The Egyptian state is considered the most active country compared to other African countries, as Egyptian exports benefiting from the exemption are as follows:

1. All Egyptian goods exported to Member States enjoy full exemption from all customs duties, taxes and other charges of similar effect in accordance with the reduction rates approved by each country and based on the principle of reciprocity.

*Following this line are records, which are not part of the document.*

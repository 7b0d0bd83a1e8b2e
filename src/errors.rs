use thiserror::Error;

use crate::decimal::Money;
use crate::types::LoanStatus;

#[derive(Error, Debug, Clone, PartialEq)]
pub enum LendingError {
    #[error("validation failed: {message}")]
    Validation {
        message: String,
    },

    #[error("{entity} not found: {id}")]
    NotFound {
        entity: &'static str,
        id: String,
    },

    #[error("access denied: {message}")]
    AccessDenied {
        message: String,
    },

    #[error("invalid state transition: loan is {current}, {message}")]
    InvalidStateTransition {
        current: LoanStatus,
        message: String,
    },

    #[error("insufficient funds: available {available}, requested {requested}")]
    InsufficientFunds {
        available: Money,
        requested: Money,
    },

    #[error("write conflict on {entity} {id}: modified concurrently")]
    Conflict {
        entity: &'static str,
        id: String,
    },

    #[error("internal error: {message}")]
    Internal {
        message: String,
    },
}

impl LendingError {
    pub fn validation(message: impl Into<String>) -> Self {
        LendingError::Validation { message: message.into() }
    }

    pub fn access_denied(message: impl Into<String>) -> Self {
        LendingError::AccessDenied { message: message.into() }
    }

    pub fn invalid_transition(current: LoanStatus, message: impl Into<String>) -> Self {
        LendingError::InvalidStateTransition {
            current,
            message: message.into(),
        }
    }

    /// business rejections are reported to the caller and never retried;
    /// only `Internal` signals a fault in the environment
    pub fn is_business_rejection(&self) -> bool {
        !matches!(self, LendingError::Internal { .. })
    }

    /// a conflict may succeed if the caller re-reads and tries again
    pub fn is_conflict(&self) -> bool {
        matches!(self, LendingError::Conflict { .. })
    }
}

pub type Result<T> = std::result::Result<T, LendingError>;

2. There are no exceptions, except for the States of Sudan, Kenya and Mauritius, because the State of Sudan submitted on 05/23/2001 a negative list (which includes 58 goods including Import from Egypt is not allowed except after payment). full fees). Sudan also reserves certain products excluded from the application of exemptions. These products are sugar, flour, cigarettes, fresh water, sauces, jams, fruit juices, biscuits, candies, tahini, vegetable oils, soap, cotton thread, cotton textiles, mixed textiles, medical cotton, ready-made clothing, knitted fabrics, leather shoes, plastic shoes, fabric shoes, terry shoes and paints (except paints (ships, automobiles), matches, tires ( except tractor tires, agricultural equipment, wheels, engines, forklifts and separate machines), liquid and dry batteries, plastic bags, perfumes, cosmetics, zinc plates, rebars, small cars, wicker , sheet metal, Zoe, refrigerators, water conditioners, electrical wires, cables, cardboard boxes and cases, cement, wood and aluminum doors and windows. And office furniture. Egypt does not maintain any negative lists except with the State of Sudan, so excluded products are chickpeas, cotton textiles, mixed textiles, ready-made garments and knitwear. The most important Egyptian exports to COMESA countries are construction materials such as building materials. iron and steel, cement, chemicals and pharmaceuticals, the most important of which are paper and human medicines, food industries, sugar, oils and fats, rice, fruits and vegetables, some engineering products, COMESA countries' most important imports to Egypt are coffee and tea, oily fruits, sesame, live animals and copper.